▼▼▼

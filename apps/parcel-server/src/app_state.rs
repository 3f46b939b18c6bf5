use std::sync::Arc;

use parcel_core::config::{DEFAULT_CHUNK_KB, DEFAULT_NOTIFY_TEMPLATE};
use parcel_core::ByteRange;
use parcel_kernel::{Kernel, Lease};
use tokio::sync::oneshot;
use tokio_util::task::TaskTracker;
use tracing::debug;

use crate::assets::ResourceLocator;
use crate::dispatch::CompletionDispatcher;
use crate::leases::{token_tag, LeaseError, LeaseManager};
use crate::notify::Notifier;
use crate::session::Settlement;

#[derive(Clone)]
pub(crate) struct AppState {
    kernel: Kernel,
    leases: LeaseManager,
    assets: Arc<dyn ResourceLocator>,
    dispatcher: Arc<CompletionDispatcher>,
    tasks: TaskTracker, // settlements and notifications outliving a request
    chunk_size: usize,
}

pub(crate) struct AppStateBuilder {
    kernel: Kernel,
    assets: Arc<dyn ResourceLocator>,
    notifier: Arc<dyn Notifier>,
    template_id: String,
    chunk_size: usize,
    tasks: Option<TaskTracker>,
}

impl AppState {
    pub(crate) fn builder(
        kernel: Kernel,
        assets: Arc<dyn ResourceLocator>,
        notifier: Arc<dyn Notifier>,
    ) -> AppStateBuilder {
        AppStateBuilder {
            kernel,
            assets,
            notifier,
            template_id: DEFAULT_NOTIFY_TEMPLATE.to_string(),
            chunk_size: DEFAULT_CHUNK_KB * 1024,
            tasks: None,
        }
    }

    pub(crate) fn kernel(&self) -> &Kernel {
        &self.kernel
    }

    #[cfg(test)]
    pub(crate) fn leases(&self) -> &LeaseManager {
        &self.leases
    }

    pub(crate) fn assets(&self) -> &Arc<dyn ResourceLocator> {
        &self.assets
    }

    #[cfg(test)]
    pub(crate) fn tasks(&self) -> TaskTracker {
        self.tasks.clone()
    }

    pub(crate) fn chunk_size(&self) -> usize {
        self.chunk_size
    }

    pub(crate) fn settlement(&self, lease: Lease, interval: ByteRange, len: u64) -> Settlement {
        Settlement::new(
            self.leases.clone(),
            self.dispatcher.clone(),
            lease,
            interval,
            len,
            self.tasks.clone(),
        )
    }

    /// Take the token's lease and wrap it in a [`Settlement`].
    ///
    /// The acquire runs as a tracked task: if the caller goes away before the
    /// guard is handed over, the guard is dropped there and the lease released.
    pub(crate) async fn acquire_settlement(
        &self,
        token: &str,
        interval: ByteRange,
        len: u64,
    ) -> Result<Settlement, LeaseError> {
        let (tx, rx) = oneshot::channel();
        let state = self.clone();
        let token = token.to_string();
        self.tasks.spawn(async move {
            let acquired = state
                .leases
                .try_acquire(&token)
                .await
                .map(|lease| state.settlement(lease, interval, len));
            if let Err(Ok(_unclaimed)) = tx.send(acquired) {
                debug!(tok = %token_tag(&token), "request gone before lease hand-over");
            }
        });
        rx.await
            .map_err(|_| LeaseError::Storage(anyhow::anyhow!("lease task ended without a result")))?
    }
}

impl AppStateBuilder {
    pub(crate) fn with_template(mut self, template_id: impl Into<String>) -> Self {
        self.template_id = template_id.into();
        self
    }

    pub(crate) fn with_chunk_size(mut self, chunk_size: usize) -> Self {
        self.chunk_size = chunk_size.max(1);
        self
    }

    pub(crate) fn with_tasks(mut self, tasks: TaskTracker) -> Self {
        self.tasks = Some(tasks);
        self
    }

    pub(crate) fn build(self) -> AppState {
        let tasks = self.tasks.unwrap_or_default();
        let dispatcher = Arc::new(CompletionDispatcher::new(
            self.kernel.clone(),
            self.notifier,
            self.template_id,
            tasks.clone(),
        ));
        AppState {
            leases: LeaseManager::new(self.kernel.clone()),
            kernel: self.kernel,
            assets: self.assets,
            dispatcher,
            tasks,
            chunk_size: self.chunk_size,
        }
    }
}
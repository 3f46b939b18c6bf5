//! Shared types for the parcel download service: byte ranges, coverage
//! accounting, token records and service configuration.

pub mod config;
pub mod coverage;
pub mod range;
pub mod token;

pub use config::{ConfigError, ParcelConfig};
pub use coverage::CoverageSet;
pub use range::{parse_single_byte_range, resolve_range, ByteRange, RangeError, ResolvedRange};
pub use token::{DownloadToken, ReleaseOutcome, TokenState};
use std::sync::{Arc, Mutex};

use async_trait::async_trait;
use parcel_core::DownloadToken;
use parcel_kernel::Kernel;
use serde_json::Value;
use tempfile::TempDir;

use crate::assets::{FsAssets, ResourceLocator};
use crate::notify::{Notifier, NotifyError};
use crate::AppState;

#[derive(Debug, Clone)]
pub(crate) struct SentNotification {
    pub recipient: String,
    pub template: String,
    pub variables: Value,
}

/// Notifier that records every call; optionally fails each send.
#[derive(Default)]
pub(crate) struct RecordingNotifier {
    sent: Mutex<Vec<SentNotification>>,
    fail: bool,
}

impl RecordingNotifier {
    pub(crate) fn failing() -> Self {
        Self {
            sent: Mutex::new(Vec::new()),
            fail: true,
        }
    }

    pub(crate) fn sent(&self) -> Vec<SentNotification> {
        self.sent.lock().expect("notifier lock").clone()
    }
}

#[async_trait]
impl Notifier for RecordingNotifier {
    async fn send(
        &self,
        recipient: &str,
        template_id: &str,
        variables: &Value,
    ) -> Result<(), NotifyError> {
        self.sent
            .lock()
            .expect("notifier lock")
            .push(SentNotification {
                recipient: recipient.to_string(),
                template: template_id.to_string(),
                variables: variables.clone(),
            });
        if self.fail {
            Err(NotifyError::Rejected(503))
        } else {
            Ok(())
        }
    }
}

/// Temp state dir, temp assets dir and an [`AppState`] wired to a
/// [`RecordingNotifier`].
pub(crate) struct Harness {
    _dir: TempDir,
    assets_dir: std::path::PathBuf,
    pub state: AppState,
    pub notifier: Arc<RecordingNotifier>,
}

impl Harness {
    pub(crate) async fn new(notifier: RecordingNotifier) -> Self {
        Self::with_chunk_size(notifier, 64 * 1024).await
    }

    pub(crate) async fn with_chunk_size(notifier: RecordingNotifier, chunk_size: usize) -> Self {
        Self::build(notifier, chunk_size, |fs| Arc::new(fs) as Arc<dyn ResourceLocator>).await
    }

    /// Like [`Harness::new`] but serving assets through `wrap(FsAssets)`.
    pub(crate) async fn with_assets<F>(notifier: RecordingNotifier, wrap: F) -> Self
    where
        F: FnOnce(FsAssets) -> Arc<dyn ResourceLocator>,
    {
        Self::build(notifier, 64 * 1024, wrap).await
    }

    async fn build<F>(notifier: RecordingNotifier, chunk_size: usize, wrap: F) -> Self
    where
        F: FnOnce(FsAssets) -> Arc<dyn ResourceLocator>,
    {
        let dir = tempfile::tempdir().expect("tempdir");
        let assets_dir = dir.path().join("assets");
        std::fs::create_dir_all(&assets_dir).expect("assets dir");
        let kernel = Kernel::open(&dir.path().join("state")).expect("open kernel");
        let notifier = Arc::new(notifier);
        let state = AppState::builder(kernel, wrap(FsAssets::new(&assets_dir)), notifier.clone())
            .with_chunk_size(chunk_size)
            .build();
        Self {
            _dir: dir,
            assets_dir,
            state,
            notifier,
        }
    }

    /// Write `len` deterministic bytes and return them.
    pub(crate) fn write_asset(&self, name: &str, len: usize) -> Vec<u8> {
        let payload: Vec<u8> = (0..len).map(|i| (i % 251) as u8).collect();
        std::fs::write(self.assets_dir.join(name), &payload).expect("write asset");
        payload
    }

    pub(crate) fn issue(&self, token: &str, asset_id: &str) {
        self.state
            .kernel()
            .issue_token(token, "buyer@example.com", asset_id)
            .expect("issue token");
    }

    pub(crate) fn token(&self, token: &str) -> DownloadToken {
        self.state
            .kernel()
            .get_token(token)
            .expect("read token")
            .expect("token exists")
    }

    /// Wait for background settlements and notification sends.
    pub(crate) async fn drain(&self) {
        let tasks = self.state.tasks();
        tasks.close();
        tasks.wait().await;
        tasks.reopen();
    }
}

▲▲▲

In the entries above, restate word for word the lines between the one holding "the lease released." and the one holding "pub(crate) fn with_template(mut", inclusive, and nothing besides.

_Answer to this problem_
    /// guard is handed over, the guard is dropped there and the lease released.
    pub(crate) async fn acquire_settlement(
        &self,
        token: &str,
        interval: ByteRange,
        len: u64,
    ) -> Result<Settlement, LeaseError> {
        let (tx, rx) = oneshot::channel();
        let state = self.clone();
        let token = token.to_string();
        self.tasks.spawn(async move {
            let acquired = state
                .leases
                .try_acquire(&token)
                .await
                .map(|lease| state.settlement(lease, interval, len));
            if let Err(Ok(_unclaimed)) = tx.send(acquired) {
                debug!(tok = %token_tag(&token), "request gone before lease hand-over");
            }
        });
        rx.await
            .map_err(|_| LeaseError::Storage(anyhow::anyhow!("lease task ended without a result")))?
    }
}

impl AppStateBuilder {
    pub(crate) fn with_template(mut self, template_id: impl Into<String>) -> Self {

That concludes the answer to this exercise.